Maines Evelina, Gugelmo Giorgia, Vitturi Nicola, Dianin Alice, Rubert Laura, Piccoli Giovanni, Soffiati Massimo, Cauvin Vittoria, Franceschi Roberto
Division of Pediatrics, Santa Chiara General Hospital, APSS Trento, 38122 Trento, Italy.
Division of Metabolic Diseases, Department of Medicine, Padova University Hospital, 35128 Padova, Italy.
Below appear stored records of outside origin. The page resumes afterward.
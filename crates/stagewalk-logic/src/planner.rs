//! Objective planner: one finite-state machine per AI character.
//!
//! # States
//!
//! | State | Leaves when | Goes to |
//! |-------|-------------|---------|
//! | `Planning` | immediately (runs `plan`) | `Navigating`, `Waiting`, `Wandering` |
//! | `Navigating` | last waypoint reached | `Arriving` |
//! | `Arriving` | `arrive_pause` elapsed (fires interaction) | `Interacting` |
//! | `Interacting` | `interact_duration` elapsed | `Planning` |
//! | `Waiting` | `replan_interval` elapsed, or a door unlocks | `Planning` |
//! | `Wandering` | an objective is seen at a `replan_interval` poll | `Planning` |
//!
//! The planner never judges whether an interaction succeeded; it waits out
//! the timer and plans again. Blocked or unresolvable objectives degrade into
//! local wandering with periodic retries and no retry limit, so a permanently
//! locked route wanders forever.
//!
//! Every frame the navigator position, the current room's floor height, and
//! the heading go out through the position-update callback. While wandering,
//! an optional [`WanderDelegate`] may take over that reporting.

use std::collections::HashSet;

use serde::{Deserialize, Serialize};

use crate::config::PlannerConfig;
use crate::goals::{GoalKind, GoalState, GoalTracker};
use crate::graph::RoomGraph;
use crate::navigator::Navigator;
use crate::pathfinding::{RoomPath, RoomPathfinder, Waypoint, WaypointKind};

#[derive(Debug, Clone, Copy, PartialEq, Eq, Hash, Serialize, Deserialize)]
#[serde(rename_all = "snake_case")]
pub enum PlannerState {
    Planning,
    Navigating,
    Arriving,
    Interacting,
    Waiting,
    Wandering,
}

/// Where the character is this frame, for rendering and goal tracking.
#[derive(Debug, Clone, Copy, PartialEq, Serialize, Deserialize)]
pub struct PositionUpdate {
    pub x: f32,
    pub y: f32,
    pub z: f32,
    /// Yaw in radians, zero facing +z.
    pub rotation: f32,
}

/// Alternate owner of position reporting while wandering (ambient wander modes).
pub trait WanderDelegate {
    fn update(&mut self, dt: f32) -> PositionUpdate;
}

/// Shared, per-stage collaborators handed to every planner call.
///
/// One pathfinder serves all characters of a stage, so an unlock performed
/// through any planner is visible to the rest.
pub struct PlannerContext<'a> {
    pub pathfinder: &'a mut RoomPathfinder,
    pub goals: &'a mut dyn GoalTracker,
}

type RoomTransitionFn = Box<dyn FnMut(&str, Option<&str>)>;
type InteractionFn = Box<dyn FnMut(&GoalState)>;
type StateChangeFn = Box<dyn FnMut(PlannerState)>;
type PositionUpdateFn = Box<dyn FnMut(PositionUpdate)>;

/// Outbound notifications. Unset callbacks are skipped.
#[derive(Default)]
pub struct PlannerCallbacks {
    room_transition: Option<RoomTransitionFn>,
    interaction: Option<InteractionFn>,
    state_change: Option<StateChangeFn>,
    position_update: Option<PositionUpdateFn>,
}

impl PlannerCallbacks {
    pub fn new() -> Self {
        Self::default()
    }

    /// `(new_room, previous_room)`
    pub fn on_room_transition(mut self, f: impl FnMut(&str, Option<&str>) + 'static) -> Self {
        self.room_transition = Some(Box::new(f));
        self
    }

    pub fn on_interaction(mut self, f: impl FnMut(&GoalState) + 'static) -> Self {
        self.interaction = Some(Box::new(f));
        self
    }

    pub fn on_state_change(mut self, f: impl FnMut(PlannerState) + 'static) -> Self {
        self.state_change = Some(Box::new(f));
        self
    }

    pub fn on_position_update(mut self, f: impl FnMut(PositionUpdate) + 'static) -> Self {
        self.position_update = Some(Box::new(f));
        self
    }
}

pub struct ObjectivePlanner {
    character_id: String,
    config: PlannerConfig,
    navigator: Navigator,
    state: PlannerState,
    current_goal: Option<GoalState>,
    target_room: Option<String>,
    current_room: Option<String>,
    path: Option<RoomPath>,
    waypoint_index: usize,
    timer: f32,
    path_requests: u64,
    callbacks: PlannerCallbacks,
    wander_delegate: Option<Box<dyn WanderDelegate>>,
}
Children (Basel). 2025 Mar 17;12(3):374. doi: 10.3390/children12030374.
: Long-chain 3-hydroxyacyl-CoA dehydrogenase deficiency (LCHADD) is an inborn error affecting fatty acid β-oxidation (FAO). Differently than other FAO deficiencies, LCHADD patients may develop progressive retinopathy and peripheral neuropathy. The pathogenesis of retinopathy is not completely understood, and the role of dietary interventions in preventing the development of retinopathy remains uncertain. We examined the literature to assess the impact of the dietary management of LCHADD patients on retinopathy prevention. : Our systematic search included studies published in the last 20 years according to PRISMA guidelines. The aims of the review were to analyze the correlation between retinopathy and the following: (1) age at first metabolic decompensation and/or at the start of the dietary treatment, (2) chronic dietary treatment, (3) emergency regimens, (4) other nutritional supplements. The protocol was registered in PROSPERO, and evidence was assessed using the GRADE system. : Seven full papers were identified according to search criteria, with only four including meaningful data. Early presentation of the disease, acute neonatal symptoms, and a suboptimal chronic treatment control were associated with more aggressive retinopathy and a poorer sight outcome. The number of metabolic decompensations and/or hospitalizations were also positively correlated with vision loss. Chronic fat modulation in the diet had less impact than emergency treatments. The role of other nutritional supplements was not well defined. : Newborn screening may improve retinal outcomes. Nevertheless, early treatment adopting the current LCHADD therapeutic regimen can often only delay the onset of retinopathy. Clearly, our current treatment strategies are not adequate and retina-specific treatments are needed. The optimal composition of the diet, the role of fasting limitation, and the benefits of some nutritional supplements deserve further investigations.
长链3-羟酰基辅酶A脱氢酶缺乏症(LCHADD)是一种影响脂肪酸β-氧化(FAO)的先天性代谢缺陷病。与其他FAO缺乏症不同,LCHADD患者可能会发展为进行性视网膜病变和周围神经病变。视网膜病变的发病机制尚未完全明确,饮食干预在预防视网膜病变发展中的作用仍不确定。我们检索了相关文献,以评估LCHADD患者的饮食管理对预防视网膜病变的影响。
我们的系统检索纳入了过去20年根据PRISMA指南发表的研究。该综述的目的是分析视网膜病变与以下因素之间的相关性:(1)首次代谢失代偿和/或开始饮食治疗时的年龄,(2)长期饮食治疗,(3)应急方案,(4)其他营养补充剂。该方案已在PROSPERO注册,并使用GRADE系统评估证据。
根据检索标准确定了7篇全文,其中只有4篇包含有意义的数据。疾病的早期表现、急性新生儿症状以及慢性治疗控制不佳与更严重的视网膜病变和较差的视力结果相关。代谢失代偿和/或住院的次数也与视力丧失呈正相关。饮食中的长期脂肪调节比应急治疗的影响小。其他营养补充剂的作用尚不明确。
新生儿筛查可能会改善视网膜结局。然而,采用目前LCHADD治疗方案的早期治疗往往只能延迟视网膜病变的发作。显然,我们目前的治疗策略并不充分,需要针对视网膜的特异性治疗。饮食的最佳组成、禁食限制的作用以及一些营养补充剂的益处值得进一步研究。